Since endothelial cells (EC) are known to secrete various anti-proliferative and vasodilating factors, an agent that promotes seeding or regeneration of EC may have potential therapeutic value against vascular smooth muscle cell (VSMC) proliferation. To seek an endothelium specific growth factor, we have focused on hepatocyte growth factor (HGF). HGF is belonged to a member of endothelium specific growth factors, whose mitogenic action on EC was most potent among growth factors. Moreover, the presence of local HGF system (HGF and its specific receptor, c-met) was observed in EC and VSMC of rat and human in vitro as well as in vivo. Production of local HGF production in vascular cells was regulated by various cytokines including transforming growth factor (TGF)-beta and angiotensin II (Ang II). Furthermore, HGF may be a therapeutic growth factor for the treatment of restenosis after angioplasty and arteriosclerosis obliterance, etc., as gene therapy.
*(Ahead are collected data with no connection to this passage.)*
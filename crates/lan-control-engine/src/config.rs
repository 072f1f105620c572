//! Engine configuration loaded from TOML.

use std::path::{Path, PathBuf};
use std::time::Duration;

use serde::{Deserialize, Serialize};
use tracing::info;

use crate::error::EngineError;

/// Top-level configuration.
#[derive(Debug, Clone, Default, Serialize, Deserialize)]
pub struct Config {
    #[serde(default)]
    pub server: ServerConfig,
    #[serde(default)]
    pub pointer: PointerConfig,
    #[serde(default)]
    pub touch: TouchConfig,
    #[serde(default)]
    pub keyboard: KeyboardConfig,
    #[serde(default)]
    pub clipboard: ClipboardConfig,
}

impl Config {
    /// Load configuration from the given path, or the default location.
    ///
    /// A missing file yields the defaults.
    pub fn load(path: Option<&Path>) -> Result<Self, EngineError> {
        let config_path = match path {
            Some(p) => p.to_path_buf(),
            None => default_config_path(),
        };

        let config = if config_path.exists() {
            let content = std::fs::read_to_string(&config_path)
                .map_err(|e| EngineError::Config(format!("failed to read config: {e}")))?;
            let config: Config = toml::from_str(&content)
                .map_err(|e| EngineError::Config(format!("failed to parse config: {e}")))?;
            info!(path = %config_path.display(), "loaded config");
            config
        } else {
            info!("no config file found, using defaults");
            Config::default()
        };
        config.validate()?;
        Ok(config)
    }

    /// Reject values the engine cannot work with.
    pub fn validate(&self) -> Result<(), EngineError> {
        let ratio = self.pointer.edge_release_ratio;
        if !(ratio > 0.0 && ratio <= 1.0) {
            return Err(EngineError::Config(format!(
                "pointer.edge_release_ratio must be in (0, 1], got {ratio}"
            )));
        }
        if self.pointer.frame_interval_ms == 0 {
            return Err(EngineError::Config(
                "pointer.frame_interval_ms must be non-zero".to_string(),
            ));
        }
        non_negative("pointer.edge_buffer_px", self.pointer.edge_buffer_px)?;
        non_negative("pointer.tap_max_travel_px", self.pointer.tap_max_travel_px)?;

        let touch = &self.touch;
        for (name, value) in [
            ("touch.move_base", touch.move_base),
            ("touch.move_min", touch.move_min),
            ("touch.move_max", touch.move_max),
            ("touch.scroll_factor", touch.scroll_factor),
            ("touch.scroll_min", touch.scroll_min),
            ("touch.scroll_max", touch.scroll_max),
        ] {
            if !(value.is_finite() && value > 0.0) {
                return Err(EngineError::Config(format!(
                    "{name} must be a positive number, got {value}"
                )));
            }
        }
        ordered("touch.move", touch.move_min, touch.move_max)?;
        ordered("touch.scroll", touch.scroll_min, touch.scroll_max)?;
        non_negative("touch.multi_tap_travel_px", touch.multi_tap_travel_px)?;

        if self.pointer.tap_max_ms == 0 || touch.multi_tap_ms == 0 {
            return Err(EngineError::Config(
                "pointer.tap_max_ms and touch.multi_tap_ms must be non-zero".to_string(),
            ));
        }
        Ok(())
    }
}

fn non_negative(name: &str, value: f64) -> Result<(), EngineError> {
    if value.is_finite() && value >= 0.0 {
        Ok(())
    } else {
        Err(EngineError::Config(format!(
            "{name} must be a non-negative number, got {value}"
        )))
    }
}

fn ordered(name: &str, min: f64, max: f64) -> Result<(), EngineError> {
    if min <= max {
        Ok(())
    } else {
        Err(EngineError::Config(format!(
            "{name}_min ({min}) must not exceed {name}_max ({max})"
        )))
    }
}

/// Host connection settings.
#[derive(Debug, Clone, Serialize, Deserialize)]
pub struct ServerConfig {
    #[serde(default = "default_url")]
    pub url: String,
    #[serde(default = "default_log_level")]
    pub log_level: String,
}

impl Default for ServerConfig {
    fn default() -> Self {
        Self {
            url: default_url(),
            log_level: default_log_level(),
        }
    }
}

/// Mouse, edge release, and frame coalescing settings.
#[derive(Debug, Clone, Serialize, Deserialize)]
pub struct PointerConfig {
    /// Fraction of the screen dimension to push past an edge before release.
    #[serde(default = "default_edge_release_ratio")]
    pub edge_release_ratio: f64,
    #[serde(default = "default_edge_buffer_px")]
    pub edge_buffer_px: f64,
    #[serde(default = "default_edge_release_delay_ms")]
    pub edge_release_delay_ms: u64,
    #[serde(default = "default_double_click_ms")]
    pub double_click_ms: u64,
    #[serde(default = "default_tap_max_ms")]
    pub tap_max_ms: u64,
    #[serde(default = "default_tap_max_travel_px")]
    pub tap_max_travel_px: f64,
    /// Length of one coalescing frame.
    #[serde(default = "default_frame_interval_ms")]
    pub frame_interval_ms: u64,
}

impl Default for PointerConfig {
    fn default() -> Self {
        Self {
            edge_release_ratio: default_edge_release_ratio(),
            edge_buffer_px: default_edge_buffer_px(),
            edge_release_delay_ms: default_edge_release_delay_ms(),
            double_click_ms: default_double_click_ms(),
            tap_max_ms: default_tap_max_ms(),
            tap_max_travel_px: default_tap_max_travel_px(),
            frame_interval_ms: default_frame_interval_ms(),
        }
    }
}

impl PointerConfig {
    pub fn edge_release_delay(&self) -> Duration {
        Duration::from_millis(self.edge_release_delay_ms)
    }

    pub fn double_click(&self) -> Duration {
        Duration::from_millis(self.double_click_ms)
    }

    pub fn tap_max(&self) -> Duration {
        Duration::from_millis(self.tap_max_ms)
    }

    pub fn frame_interval(&self) -> Duration {
        Duration::from_millis(self.frame_interval_ms)
    }
}

/// Touch scaling and multi-finger tap settings.
#[derive(Debug, Clone, Serialize, Deserialize)]
pub struct TouchConfig {
    #[serde(default = "default_move_base")]
    pub move_base: f64,
    #[serde(default = "default_move_min")]
    pub move_min: f64,
    #[serde(default = "default_move_max")]
    pub move_max: f64,
    #[serde(default = "default_scroll_factor")]
    pub scroll_factor: f64,
    #[serde(default = "default_scroll_min")]
    pub scroll_min: f64,
    #[serde(default = "default_scroll_max")]
    pub scroll_max: f64,
    #[serde(default = "default_multi_tap_ms")]
    pub multi_tap_ms: u64,
    #[serde(default = "default_multi_tap_travel_px")]
    pub multi_tap_travel_px: f64,
}

impl Default for TouchConfig {
    fn default() -> Self {
        Self {
            move_base: default_move_base(),
            move_min: default_move_min(),
            move_max: default_move_max(),
            scroll_factor: default_scroll_factor(),
            scroll_min: default_scroll_min(),
            scroll_max: default_scroll_max(),
            multi_tap_ms: default_multi_tap_ms(),
            multi_tap_travel_px: default_multi_tap_travel_px(),
        }
    }
}

impl TouchConfig {
    pub fn multi_tap(&self) -> Duration {
        Duration::from_millis(self.multi_tap_ms)
    }
}

#[derive(Debug, Clone, Serialize, Deserialize)]
pub struct KeyboardConfig {
    /// Held modifiers are released automatically after this long.
    #[serde(default = "default_modifier_release_ms")]
    pub modifier_release_ms: u64,
}

impl Default for KeyboardConfig {
    fn default() -> Self {
        Self {
            modifier_release_ms: default_modifier_release_ms(),
        }
    }
}

impl KeyboardConfig {
    pub fn modifier_release(&self) -> Duration {
        Duration::from_millis(self.modifier_release_ms)
    }
}

/// Clipboard sync settings.
#[derive(Debug, Clone, Serialize, Deserialize)]
pub struct ClipboardConfig {
    #[serde(default = "default_true")]
    pub enabled: bool,
    /// Delay between forwarding a copy/cut shortcut and pulling the result.
    #[serde(default = "default_pull_delay_ms")]
    pub pull_delay_ms: u64,
    #[serde(default = "default_max_clipboard_size")]
    pub max_size: usize,
}

impl Default for ClipboardConfig {
    fn default() -> Self {
        Self {
            enabled: true,
            pull_delay_ms: default_pull_delay_ms(),
            max_size: default_max_clipboard_size(),
        }
    }
}

impl ClipboardConfig {
    pub fn pull_delay(&self) -> Duration {
        Duration::from_millis(self.pull_delay_ms)
    }
}

fn default_url() -> String {
    "http://127.0.0.1:4001".to_string()
}

fn default_log_level() -> String {
    "info".to_string()
}

fn default_true() -> bool {
    true
}

fn default_edge_release_ratio() -> f64 {
    0.05
}

fn default_edge_buffer_px() -> f64 {
    2.0
}

fn default_edge_release_delay_ms() -> u64 {
    100
}

fn default_double_click_ms() -> u64 {
    320
}

fn default_tap_max_ms() -> u64 {
    220
}

fn default_tap_max_travel_px() -> f64 {
    20.0
}

fn default_frame_interval_ms() -> u64 {
    16
}

fn default_move_base() -> f64 {
    0.9
}

fn default_move_min() -> f64 {
    1.6
}

fn default_move_max() -> f64 {
    10.0
}

fn default_scroll_factor() -> f64 {
    0.45
}

fn default_scroll_min() -> f64 {
    1.5
}

fn default_scroll_max() -> f64 {
    6.0
}

fn default_multi_tap_ms() -> u64 {
    260
}

fn default_multi_tap_travel_px() -> f64 {
    95.0
}

fn default_modifier_release_ms() -> u64 {
    8000
}

fn default_pull_delay_ms() -> u64 {
    250
}

fn default_max_clipboard_size() -> usize {
    10 * 1024 * 1024 // 10 MiB
}

/// Get the default config directory path.
pub fn config_dir() -> PathBuf {
    dirs::config_dir()
        .unwrap_or_else(|| PathBuf::from("~/.config"))
        .join("lan-control")
}

/// Get the default config file path.
pub fn default_config_path() -> PathBuf {
    config_dir().join("config.toml")
}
From these characteristics of HGF, we hypothesized that HGF might contribute to the protection or repair of vascular endothelial cells. Indeed, serum HGF concentration was significantly correlated with blood pressure, suggesting that HGF secretion might be elevated in response to high blood pressure as a counter-system against endothelial dysfunction. In this review, we discussed that HGF is a member of the endothelium specific growth factors whose serum concentration is significantly associated with blood pressure.